EXERCISE DETAILS: Could you please find each line in the records that contains the word "global" and copy it?
========================================================================
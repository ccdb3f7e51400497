pub mod client;
pub mod commands;
pub mod utils;

use clap::{Parser, Subcommand};
use serde::{Deserialize, Serialize};

use client::ApiClient;

pub const DEFAULT_SERVER: &str = "http://localhost:3000";

#[derive(Parser)]
#[command(name = "flagctl")]
#[command(about = "flagctl - command-line client for the feature flag manager API")]
#[command(version)]
pub struct Cli {
    #[arg(long, global = true, help = "Server base URL (default: $FLAGCTL_SERVER or http://localhost:3000)")]
    pub server: Option<String>,

    #[arg(long, global = true, help = "Caller id sent as X-User-Id (default: $FLAGCTL_USER)")]
    pub user: Option<String>,

    #[arg(long, global = true, help = "Output in JSON format")]
    pub json: bool,

    #[command(subcommand)]
    pub command: Commands,
}

#[derive(Subcommand)]
pub enum Commands {
    #[command(about = "Check server health from the /health endpoint")]
    Health,

    #[command(about = "Feature flag operations")]
    Params {
        #[command(subcommand)]
        cmd: commands::params::ParamsCommands,
    },

    #[command(about = "User and permission management")]
    Users {
        #[command(subcommand)]
        cmd: commands::users::UsersCommands,
    },
}

#[derive(Debug, Clone, Serialize, Deserialize)]
pub enum OutputFormat {
    Text,
    Json,
}

impl OutputFormat {
    pub fn from_cli(cli: &Cli) -> Self {
        if cli.json {
            OutputFormat::Json
        } else {
            OutputFormat::Text
        }
    }
}

impl Cli {
    pub fn client(&self) -> anyhow::Result<ApiClient> {
        let server = self
            .server
            .clone()
            .or_else(|| std::env::var("FLAGCTL_SERVER").ok())
            .unwrap_or_else(|| DEFAULT_SERVER.to_string());
        let user = self.user.clone().or_else(|| std::env::var("FLAGCTL_USER").ok());
        ApiClient::new(&server, user)
    }
}

pub async fn run(cli: Cli) -> anyhow::Result<()> {
    let output_format = OutputFormat::from_cli(&cli);
    let client = cli.client()?;

    match cli.command {
        Commands::Health => commands::health(&client, output_format).await,
        Commands::Params { cmd } => commands::params::handle(cmd, &client, output_format).await,
        Commands::Users { cmd } => commands::users::handle(cmd, &client, output_format).await,
    }
}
========================================================================
RESULT FOR THIS EXERCISE:
    #[arg(long, global = true, help = "Server base URL (default: $FLAGCTL_SERVER or http://localhost:3000)")]
    #[arg(long, global = true, help = "Caller id sent as X-User-Id (default: $FLAGCTL_USER)")]
    #[arg(long, global = true, help = "Output in JSON format")]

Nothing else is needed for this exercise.